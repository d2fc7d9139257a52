// ==============================================================================
// gsa.rs - Illumina GSA Final Report Parser
// ==============================================================================
// Description: Parser for Codigo46, Sano and other Global Screening Array reports
// Author: Matt Barham
// Created: 2026-10-16
// Modified: 2026-10-16
// Version: 1.0.0
// ==============================================================================
// Format:
//   [Header]
//   Content    GSA-24v3-0_A1.bpm
//   [Data]
//   SNP Name    Sample ID    Allele1 - Plus    Allele2 - Plus    ...
//   GSA-rs1    1234    A    G
//
// Marker names carry no coordinates; rsid, chromosome and GRCh37 position are
// looked up in the GSA resource maps.
// ==============================================================================

use std::collections::HashSet;
use tracing::warn;

use crate::models::{Assembly, Genotype, VariantRecord, VariantTable};
use crate::parsers::{RecordError, TableBuilder};
use crate::resources::{GsaResources, Resources};

/// Allele column strands in order of preference
const STRANDS: [&str; 3] = ["Plus", "Forward", "Top"];

#[derive(Debug, Clone, Copy)]
struct Columns {
    name: usize,
    allele1: usize,
    allele2: usize,
}

impl Columns {
    fn from_header(header: &[&str]) -> Option<Self> {
        let find = |name: &str| header.iter().position(|h| h.trim() == name);
        let name = find("SNP Name")?;

        STRANDS.iter().find_map(|strand| {
            Some(Self {
                name,
                allele1: find(&format!("Allele1 - {}", strand))?,
                allele2: find(&format!("Allele2 - {}", strand))?,
            })
        })
    }
}

/// Parse a GSA final report, labelling the table with `source`
///
/// Without GSA resources the result is an empty table that keeps the label.
pub fn parse(
    text: &str,
    source: &str,
    resources: Option<&mut Resources>,
    rsids: Option<&HashSet<String>>,
) -> VariantTable {
    let gsa = match resources {
        Some(resources) => resources.get_gsa_resources(),
        None => {
            warn!("{}: GSA report needs the resource cache for marker coordinates", source);
            return VariantTable::empty(source);
        }
    };

    if gsa.is_empty() {
        warn!("{}: GSA marker maps unavailable", source);
        return VariantTable::empty(source);
    }

    parse_with_maps(text, source, &gsa, rsids)
}

/// Parse a report against already loaded marker maps
pub fn parse_with_maps(
    text: &str,
    source: &str,
    gsa: &GsaResources,
    rsids: Option<&HashSet<String>>,
) -> VariantTable {
    let mut builder = TableBuilder::new(source, rsids);

    let mut lines = text
        .lines()
        .enumerate()
        .skip_while(|(_, line)| !line.trim_start_matches('\u{feff}').starts_with("[Data]"))
        .skip(1)
        .filter(|(_, line)| !line.trim().is_empty());

    let Some((_, header_line)) = lines.next() else {
        warn!("{}: report has no [Data] section", source);
        return builder.finish(Some(Assembly::GRCh37), false);
    };
    let header: Vec<&str> = header_line.split('\t').collect();
    let Some(columns) = Columns::from_header(&header) else {
        warn!("{}: report lacks SNP Name or allele columns", source);
        return builder.finish(Some(Assembly::GRCh37), false);
    };

    for (idx, line) in lines {
        let fields: Vec<&str> = line.split('\t').collect();
        match parse_line(&fields, &columns, gsa) {
            Ok(Some(record)) => builder.push(record),
            Ok(None) => {}
            Err(e) => builder.malformed(idx + 1, &e),
        }
    }

    builder.finish(Some(Assembly::GRCh37), false)
}

/// `Ok(None)` for markers absent from the coordinate map
fn parse_line(fields: &[&str], columns: &Columns, gsa: &GsaResources) -> Result<Option<VariantRecord>, RecordError> {
    let width = columns.name.max(columns.allele1).max(columns.allele2) + 1;
    if fields.len() < width {
        return Err(RecordError::FieldCount {
            expected: width,
            found: fields.len(),
        });
    }

    let name = fields[columns.name].trim();
    let Some(chrpos) = gsa.chrpos_map.get(name) else {
        return Ok(None);
    };

    let rsid = match gsa.rsid_map.get(name) {
        Some(rsid) => rsid.clone(),
        None if name.starts_with("rs") => name.to_string(),
        None => return Ok(None),
    };

    Ok(Some(VariantRecord::new(
        rsid,
        chrpos.chromosome,
        chrpos.position,
        Genotype::from_alleles(fields[columns.allele1], fields[columns.allele2]),
    )))
}

#[cfg(test)]
mod tests {
    use super::*;
    use crate::config::ResourcesConfig;
    use crate::models::Chromosome;
    use crate::resources::tables::fixtures::write_gsa_maps;
    use tempfile::tempdir;

    const REPORT: &str = "\
[Header]
GSGT Version\t2.0.4
Content\t\tGSA-24v3-0_A1.bpm
Source\tCODIGO46
[Data]
SNP Name\tSample ID\tAllele1 - Forward\tAllele2 - Forward\tAllele1 - Plus\tAllele2 - Plus
GSA-rs1\t1\tT\tT\tA\tA
GSA-rs2\t1\tC\tT\tG\tA
1:1000-A-G\t1\t-\t-\t-\t-
rs4\t1\tC\tC\tG\tG
unknown-marker\t1\tA\tA\tA\tA
";

    #[test]
    fn test_parse_with_resources() {
        let dir = tempdir().unwrap();
        write_gsa_maps(dir.path());
        let mut resources = Resources::new(ResourcesConfig::offline(dir.path()));

        let table = parse(REPORT, "Codigo46", Some(&mut resources), None);
        assert_eq!(table.source, "Codigo46");
        assert_eq!(table.build, Some(Assembly::GRCh37));
        assert_eq!(table.len(), 4);

        // Plus strand is preferred over Forward
        assert_eq!(table.records[0].rsid, "rs1");
        assert_eq!(table.records[0].genotype.as_ref().unwrap().as_str(), "AA");
        assert_eq!(table.records[1].chromosome, Chromosome::X);
        assert_eq!(table.records[1].genotype.as_ref().unwrap().as_str(), "GA");

        assert_eq!(table.records[2].rsid, "rs3");
        assert_eq!(table.records[2].position, 1000);
        assert!(table.records[2].genotype.is_none());

        // Falls back to the marker name when it is already an rsid
        assert_eq!(table.records[3].rsid, "rs4");
        assert_eq!(table.records[3].chromosome, Chromosome::Autosome(2));
    }

    #[test]
    fn test_missing_resources_keeps_label() {
        let table = parse(REPORT, "Sano", None, None);
        assert!(table.is_empty());
        assert_eq!(table.source, "Sano");

        let dir = tempdir().unwrap();
        let mut resources = Resources::new(ResourcesConfig::offline(dir.path()));
        let table = parse(REPORT, "Sano", Some(&mut resources), None);
        assert!(table.is_empty());
        assert_eq!(table.source, "Sano");
    }

    #[test]
    fn test_top_strand_fallback() {
        let mut gsa = GsaResources::default();
        gsa.rsid_map.insert("GSA-rs1".to_string(), "rs1".to_string());
        gsa.chrpos_map.insert(
            "GSA-rs1".to_string(),
            crate::resources::ChromPos {
                chromosome: Chromosome::Autosome(1),
                position: 101,
            },
        );

        let text = "[Header]\n[Data]\nSNP Name\tAllele1 - Top\tAllele2 - Top\nGSA-rs1\tA\tG\n";
        let table = parse_with_maps(text, "GSA", &gsa, None);
        assert_eq!(table.len(), 1);
        assert_eq!(table.records[0].genotype.as_ref().unwrap().as_str(), "AG");
    }
}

Exercise instructions: Your reply must be a faithful copy of each entry above.

Answer to the exercise:
repository d2fc7d9139257a52
// ==============================================================================
// gsa.rs - Illumina GSA Final Report Parser
// ==============================================================================
// Description: Parser for Codigo46, Sano and other Global Screening Array reports
// Author: Matt Barham
// Created: 2026-10-16
// Modified: 2026-10-16
// Version: 1.0.0
// ==============================================================================
// Format:
//   [Header]
//   Content    GSA-24v3-0_A1.bpm
//   [Data]
//   SNP Name    Sample ID    Allele1 - Plus    Allele2 - Plus    ...
//   GSA-rs1    1234    A    G
//
// Marker names carry no coordinates; rsid, chromosome and GRCh37 position are
// looked up in the GSA resource maps.
// ==============================================================================

use std::collections::HashSet;
use tracing::warn;

use crate::models::{Assembly, Genotype, VariantRecord, VariantTable};
use crate::parsers::{RecordError, TableBuilder};
use crate::resources::{GsaResources, Resources};

/// Allele column strands in order of preference
const STRANDS: [&str; 3] = ["Plus", "Forward", "Top"];

#[derive(Debug, Clone, Copy)]
struct Columns {
    name: usize,
    allele1: usize,
    allele2: usize,
}

impl Columns {
    fn from_header(header: &[&str]) -> Option<Self> {
        let find = |name: &str| header.iter().position(|h| h.trim() == name);
        let name = find("SNP Name")?;

        STRANDS.iter().find_map(|strand| {
            Some(Self {
                name,
                allele1: find(&format!("Allele1 - {}", strand))?,
                allele2: find(&format!("Allele2 - {}", strand))?,
            })
        })
    }
}

/// Parse a GSA final report, labelling the table with `source`
///
/// Without GSA resources the result is an empty table that keeps the label.
pub fn parse(
    text: &str,
    source: &str,
    resources: Option<&mut Resources>,
    rsids: Option<&HashSet<String>>,
) -> VariantTable {
    let gsa = match resources {
        Some(resources) => resources.get_gsa_resources(),
        None => {
            warn!("{}: GSA report needs the resource cache for marker coordinates", source);
            return VariantTable::empty(source);
        }
    };

    if gsa.is_empty() {
        warn!("{}: GSA marker maps unavailable", source);
        return VariantTable::empty(source);
    }

    parse_with_maps(text, source, &gsa, rsids)
}

/// Parse a report against already loaded marker maps
pub fn parse_with_maps(
    text: &str,
    source: &str,
    gsa: &GsaResources,
    rsids: Option<&HashSet<String>>,
) -> VariantTable {
    let mut builder = TableBuilder::new(source, rsids);

    let mut lines = text
        .lines()
        .enumerate()
        .skip_while(|(_, line)| !line.trim_start_matches('\u{feff}').starts_with("[Data]"))
        .skip(1)
        .filter(|(_, line)| !line.trim().is_empty());

    let Some((_, header_line)) = lines.next() else {
        warn!("{}: report has no [Data] section", source);
        return builder.finish(Some(Assembly::GRCh37), false);
    };
    let header: Vec<&str> = header_line.split('\t').collect();
    let Some(columns) = Columns::from_header(&header) else {
        warn!("{}: report lacks SNP Name or allele columns", source);
        return builder.finish(Some(Assembly::GRCh37), false);
    };

    for (idx, line) in lines {
        let fields: Vec<&str> = line.split('\t').collect();
        match parse_line(&fields, &columns, gsa) {
            Ok(Some(record)) => builder.push(record),
            Ok(None) => {}
            Err(e) => builder.malformed(idx + 1, &e),
        }
    }

    builder.finish(Some(Assembly::GRCh37), false)
}

/// `Ok(None)` for markers absent from the coordinate map
fn parse_line(fields: &[&str], columns: &Columns, gsa: &GsaResources) -> Result<Option<VariantRecord>, RecordError> {
    let width = columns.name.max(columns.allele1).max(columns.allele2) + 1;
    if fields.len() < width {
        return Err(RecordError::FieldCount {
            expected: width,
            found: fields.len(),
        });
    }

    let name = fields[columns.name].trim();
    let Some(chrpos) = gsa.chrpos_map.get(name) else {
        return Ok(None);
    };

    let rsid = match gsa.rsid_map.get(name) {
        Some(rsid) => rsid.clone(),
        None if name.starts_with("rs") => name.to_string(),
        None => return Ok(None),
    };

    Ok(Some(VariantRecord::new(
        rsid,
        chrpos.chromosome,
        chrpos.position,
        Genotype::from_alleles(fields[columns.allele1], fields[columns.allele2]),
    )))
}

#[cfg(test)]
mod tests {
    use super::*;
    use crate::config::ResourcesConfig;
    use crate::models::Chromosome;
    use crate::resources::tables::fixtures::write_gsa_maps;
    use tempfile::tempdir;

    const REPORT: &str = "\
[Header]
GSGT Version\t2.0.4
Content\t\tGSA-24v3-0_A1.bpm
Source\tCODIGO46
[Data]
SNP Name\tSample ID\tAllele1 - Forward\tAllele2 - Forward\tAllele1 - Plus\tAllele2 - Plus
GSA-rs1\t1\tT\tT\tA\tA
GSA-rs2\t1\tC\tT\tG\tA
1:1000-A-G\t1\t-\t-\t-\t-
rs4\t1\tC\tC\tG\tG
unknown-marker\t1\tA\tA\tA\tA
";

    #[test]
    fn test_parse_with_resources() {
        let dir = tempdir().unwrap();
        write_gsa_maps(dir.path());
        let mut resources = Resources::new(ResourcesConfig::offline(dir.path()));

        let table = parse(REPORT, "Codigo46", Some(&mut resources), None);
        assert_eq!(table.source, "Codigo46");
        assert_eq!(table.build, Some(Assembly::GRCh37));
        assert_eq!(table.len(), 4);

        // Plus strand is preferred over Forward
        assert_eq!(table.records[0].rsid, "rs1");
        assert_eq!(table.records[0].genotype.as_ref().unwrap().as_str(), "AA");
        assert_eq!(table.records[1].chromosome, Chromosome::X);
        assert_eq!(table.records[1].genotype.as_ref().unwrap().as_str(), "GA");

        assert_eq!(table.records[2].rsid, "rs3");
        assert_eq!(table.records[2].position, 1000);
        assert!(table.records[2].genotype.is_none());

        // Falls back to the marker name when it is already an rsid
        assert_eq!(table.records[3].rsid, "rs4");
        assert_eq!(table.records[3].chromosome, Chromosome::Autosome(2));
    }

    #[test]
    fn test_missing_resources_keeps_label() {
        let table = parse(REPORT, "Sano", None, None);
        assert!(table.is_empty());
        assert_eq!(table.source, "Sano");

        let dir = tempdir().unwrap();
        let mut resources = Resources::new(ResourcesConfig::offline(dir.path()));
        let table = parse(REPORT, "Sano", Some(&mut resources), None);
        assert!(table.is_empty());
        assert_eq!(table.source, "Sano");
    }

    #[test]
    fn test_top_strand_fallback() {
        let mut gsa = GsaResources::default();
        gsa.rsid_map.insert("GSA-rs1".to_string(), "rs1".to_string());
        gsa.chrpos_map.insert(
            "GSA-rs1".to_string(),
            crate::resources::ChromPos {
                chromosome: Chromosome::Autosome(1),
                position: 101,
            },
        );

        let text = "[Header]\n[Data]\nSNP Name\tAllele1 - Top\tAllele2 - Top\nGSA-rs1\tA\tG\n";
        let table = parse_with_maps(text, "GSA", &gsa, None);
        assert_eq!(table.len(), 1);
        assert_eq!(table.records[0].genotype.as_ref().unwrap().as_str(), "AG");
    }
}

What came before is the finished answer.